From: Vincent Favre-Nicolin <favre@esrf.fr>
Date: Tue, 13 Jun 2023 17:32:06 +0200
Subject: [PATCH 1/2] Add support for array sizes >=2**31 for random number
 generation

---
 pycuda/curandom.py    | 130 +++++++++++++++---------------
 test/test_gpuarray.py | 179 +++++++++++++++++++++++++++++++++++++++---
 2 files changed, 234 insertions(+), 75 deletions(-)

diff --git a/pycuda/curandom.py b/pycuda/curandom.py
index 160776a4..6dbbeede 100644
--- a/pycuda/curandom.py
+++ b/pycuda/curandom.py
@@ -276,41 +276,41 @@ if get_curand_version() >= (4, 0, 0):
 # {{{ Base class
 
 gen_template = """
-__global__ void %(name)s(%(state_type)s *s, %(out_type)s *d, const int n)
+__global__ void %(name)s(%(state_type)s *s, %(out_type)s *d, const size_t n)
 {
-  const int tidx = blockIdx.x*blockDim.x+threadIdx.x;
-  const int delta = blockDim.x*gridDim.x;
-  for (int idx = tidx; idx < n; idx += delta)
+  const size_t tidx = blockIdx.x*blockDim.x+threadIdx.x;
+  const size_t delta = blockDim.x*gridDim.x;
+  for (size_t idx = tidx; idx < n; idx += delta)

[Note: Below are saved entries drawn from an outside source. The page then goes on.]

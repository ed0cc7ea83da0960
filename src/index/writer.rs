//! Index writer: walks the corpus once and fills every field index.

use std::sync::Arc;

use ahash::AHashMap;

use crate::analysis::{Analyzer, GermanAnalyzer, KeywordAnalyzer};
use crate::data::Article;
use crate::engine::config::SearchConfig;
use crate::error::{Result, SearchError};
use crate::index::ArticleIndex;
use crate::index::field::SearchField;
use crate::index::term_index::{DocOrdinal, TermIndex};

/// Accumulates articles into fresh field indexes.
///
/// A writer always starts empty, so nothing from a previous build can leak
/// into the snapshot it produces.
#[derive(Debug)]
pub struct IndexWriter {
    text_analyzer: GermanAnalyzer,
    tag_analyzer: KeywordAnalyzer,
    fields: [TermIndex; SearchField::COUNT],
    articles: Vec<Arc<Article>>,
    ids: AHashMap<String, DocOrdinal>,
}

impl IndexWriter {
    pub fn new(config: &SearchConfig) -> Self {
        IndexWriter {
            text_analyzer: GermanAnalyzer::new().with_min_token_chars(config.min_token_chars),
            tag_analyzer: KeywordAnalyzer::new(),
            fields: Default::default(),
            articles: Vec::new(),
            ids: AHashMap::new(),
        }
    }

    /// Index one article and return its ordinal.
    ///
    /// Fails if an article with the same id was already added.
    pub fn add_article(&mut self, article: Article) -> Result<DocOrdinal> {
        if self.ids.contains_key(&article.id) {
            return Err(SearchError::invalid_argument(format!(
                "duplicate article id '{}'",
                article.id
            )));
        }
        let ordinal = DocOrdinal::try_from(self.articles.len()).map_err(|_| {
            SearchError::invalid_argument("corpus exceeds the maximum number of articles")
        })?;

        for field in SearchField::ALL {
            let index = &mut self.fields[field.ordinal()];
            match field.text_of(&article) {
                Some(text) => {
                    for term in self.text_analyzer.analyze(text) {
                        index.insert(term, ordinal);
                    }
                }
                None => {
                    for tag in article.tags() {
                        for term in self.tag_analyzer.analyze(tag) {
                            index.insert(term, ordinal);
                        }
                    }
                }
            }
        }

        self.ids.insert(article.id.clone(), ordinal);
        self.articles.push(Arc::new(article));
        Ok(ordinal)
    }

    pub fn article_count(&self) -> usize {
        self.articles.len()
    }

    /// Seal the writer into an immutable snapshot.
    pub fn finish(self, config: SearchConfig) -> ArticleIndex {
        ArticleIndex {
            articles: self.articles,
            ids: self.ids,
            fields: self.fields,
            analyzer: self.text_analyzer,
            config,
        }
    }
}

#[cfg(test)]
mod tests {
    use super::*;
    use crate::data::{Author, Category};

    fn article(id: &str, title: &str) -> Article {
        Article::new(
            id,
            title,
            Author::new("dz", "Detlef Zeiler"),
            Category::new("techzap", "TechZap"),
        )
    }

    #[test]
    fn test_duplicate_id_is_rejected() {
        let mut writer = IndexWriter::new(&SearchConfig::default());
        writer.add_article(article("a1", "Linux")).unwrap();
        let err = writer.add_article(article("a1", "Windows")).unwrap_err();
        assert!(matches!(err, SearchError::InvalidArgument(_)));
        assert_eq!(writer.article_count(), 1);
    }

    #[test]
    fn test_tags_are_indexed_verbatim() {
        let mut writer = IndexWriter::new(&SearchConfig::default());
        writer
            .add_article(article("a1", "Linux").with_tags(["Open Source", "IT"]))
            .unwrap();
        let index = writer.finish(SearchConfig::default());

        let tags = index.field(SearchField::Tags);
        assert_eq!(tags.get("open source"), Some(&[0][..]));
        assert_eq!(tags.get("it"), Some(&[0][..]));
        assert!(tags.get("open").is_none());
    }

    #[test]
    fn test_author_and_category_names_are_tokenized() {
        let mut writer = IndexWriter::new(&SearchConfig::default());
        writer.add_article(article("a1", "Linux")).unwrap();
        let index = writer.finish(SearchConfig::default());

        let authors = index.field(SearchField::Author);
        assert!(authors.get("detlef").is_some());
        assert!(authors.get("zeiler").is_some());
        assert!(index.field(SearchField::Category).get("techzap").is_some());
    }
}
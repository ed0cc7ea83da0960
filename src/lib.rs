//! # Article Search
//!
//! In-memory full-text search and relevance ranking over a fixed article
//! collection.
//!
//! ## Features
//!
//! - German-aware tokenizer with a fixed stop-word list
//! - Per-field inverted indexes (title, excerpt, content, tags, author, category)
//! - Weighted ranking with exact, prefix and substring match tiers
//! - Structured filters (category, author, tags, reading time, date range) and paging
//! - Unscored linear filter as a cheap alternative strategy
//! - "Related articles" recommendations and type-ahead suggestions
//!
//! ## Example
//!
//! ```
//! use article_search::{Article, Author, Category, SearchEngine, SearchQuery};
//!
//! let engine = SearchEngine::default();
//! engine
//!     .build_index(vec![Article::new(
//!         "1",
//!         "Linux für Einsteiger",
//!         Author::new("dz", "Detlef Zeiler"),
//!         Category::new("techzap", "TechZap"),
//!     )])
//!     .unwrap();
//!
//! let response = engine.search(&SearchQuery::new("linux")).unwrap();
//! assert_eq!(response.total, 1);
//! ```

pub mod analysis;
pub mod data;
mod engine;
mod error;
pub mod index;
pub mod search;

// Re-exports for the public API
pub use data::{Article, ArticleMetadata, Author, Category};
pub use engine::SearchEngine;
pub use engine::config::{SearchConfig, SearchConfigBuilder};
pub use error::{Result, SearchError};
pub use index::field::{FieldWeights, SearchField};
pub use index::{ArticleIndex, IndexStats};
pub use search::similar::find_similar;
pub use search::{
    DateRange, LinearSearcher, SearchHit, SearchMode, SearchQuery, SearchResponse, Searcher,
};

// Version information
pub const VERSION: &str = env!("CARGO_PKG_VERSION");
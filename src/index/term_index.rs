//! Sorted term dictionary with posting lists.

use std::collections::BTreeMap;
use std::ops::Bound;

/// Position of an article in its snapshot's corpus order.
pub type DocOrdinal = u32;

/// A single-field inverted index mapping each term to the ordinals of the
/// articles that contain it.
///
/// Terms are kept sorted so prefix lookups are a range scan. Posting lists
/// are sorted and free of duplicates as long as documents are added in
/// ascending ordinal order, which the index writer guarantees.
#[derive(Debug, Clone, Default, PartialEq, Eq)]
pub struct TermIndex {
    terms: BTreeMap<String, Vec<DocOrdinal>>,
}

impl TermIndex {
    pub fn new() -> Self {
        TermIndex::default()
    }

    /// Record that `doc` contains `term`.
    pub fn insert(&mut self, term: String, doc: DocOrdinal) {
        let postings = self.terms.entry(term).or_default();
        if postings.last() != Some(&doc) {
            debug_assert!(postings.last().is_none_or(|last| *last < doc));
            postings.push(doc);
        }
    }

    /// Postings of an exact term.
    pub fn get(&self, term: &str) -> Option<&[DocOrdinal]> {
        self.terms.get(term).map(Vec::as_slice)
    }

    /// Terms strictly longer than `prefix` that start with it, in sorted order.
    pub fn prefixed<'a>(
        &'a self,
        prefix: &'a str,
    ) -> impl Iterator<Item = (&'a str, &'a [DocOrdinal])> + 'a {
        self.terms
            .range::<str, _>((Bound::Excluded(prefix), Bound::Unbounded))
            .take_while(move |(term, _)| term.starts_with(prefix))
            .map(|(term, postings)| (term.as_str(), postings.as_slice()))
    }

    /// Terms starting with `prefix`, including an exact match.
    pub fn starting_with<'a>(&'a self, prefix: &'a str) -> impl Iterator<Item = &'a str> + 'a {
        self.terms
            .range::<str, _>((Bound::Included(prefix), Bound::Unbounded))
            .take_while(move |(term, _)| term.starts_with(prefix))
            .map(|(term, _)| term.as_str())
    }

    /// All terms with their postings, in sorted order.
    pub fn iter(&self) -> impl Iterator<Item = (&str, &[DocOrdinal])> {
        self.terms
            .iter()
            .map(|(term, postings)| (term.as_str(), postings.as_slice()))
    }

    /// Number of unique terms.
    pub fn len(&self) -> usize {
        self.terms.len()
    }

    pub fn is_empty(&self) -> bool {
        self.terms.is_empty()
    }
}

#[cfg(test)]
mod tests {
    use super::*;

    fn sample() -> TermIndex {
        let mut index = TermIndex::new();
        index.insert("server".to_string(), 0);
        index.insert("servers".to_string(), 1);
        index.insert("fileserver".to_string(), 2);
        index.insert("serverraum".to_string(), 2);
        index.insert("service".to_string(), 3);
        index
    }

    #[test]
    fn test_insert_deduplicates_postings() {
        let mut index = TermIndex::new();
        index.insert("linux".to_string(), 0);
        index.insert("linux".to_string(), 0);
        index.insert("linux".to_string(), 4);
        assert_eq!(index.get("linux"), Some(&[0, 4][..]));
        assert_eq!(index.len(), 1);
    }

    #[test]
    fn test_prefixed_excludes_exact_term() {
        let index = sample();
        let terms: Vec<&str> = index.prefixed("server").map(|(t, _)| t).collect();
        assert_eq!(terms, vec!["serverraum", "servers"]);
    }

    #[test]
    fn test_starting_with_includes_exact_term() {
        let index = sample();
        let terms: Vec<&str> = index.starting_with("serv").collect();
        assert_eq!(terms, vec!["server", "serverraum", "servers", "service"]);
        assert_eq!(index.starting_with("zzz").count(), 0);
    }

    #[test]
    fn test_iter_is_sorted() {
        let index = sample();
        let terms: Vec<&str> = index.iter().map(|(t, _)| t).collect();
        let mut sorted = terms.clone();
        sorted.sort();
        assert_eq!(terms, sorted);
        assert!(!index.is_empty());
    }
}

     d[idx] = curand%(suffix)s(&s[tidx]);
 }
 """
 
 gen_log_template = """
-__global__ void %(name)s(%(state_type)s *s, %(out_type)s *d, %(in_type)s mean, %(in_type)s stddev, const int n)
+__global__ void %(name)s(%(state_type)s *s, %(out_type)s *d, %(in_type)s mean, %(in_type)s stddev, const size_t n)
 {
-  const int tidx = blockIdx.x*blockDim.x+threadIdx.x;
-  const int delta = blockDim.x*gridDim.x;
-  for (int idx = tidx; idx < n; idx += delta)
+  const size_t tidx = blockIdx.x*blockDim.x+threadIdx.x;
+  const size_t delta = blockDim.x*gridDim.x;
+  for (size_t idx = tidx; idx < n; idx += delta)
     d[idx] = curand_log%(suffix)s(&s[tidx], mean, stddev);
 }
 """
 
 gen_poisson_template = """
-__global__ void %(name)s(%(state_type)s *s, %(out_type)s *d, double lambda, const int n)
+__global__ void %(name)s(%(state_type)s *s, %(out_type)s *d, double lambda, const size_t n)
 {
-  const int tidx = blockIdx.x*blockDim.x+threadIdx.x;
-  const int delta = blockDim.x*gridDim.x;
-  for (int idx = tidx; idx < n; idx += delta)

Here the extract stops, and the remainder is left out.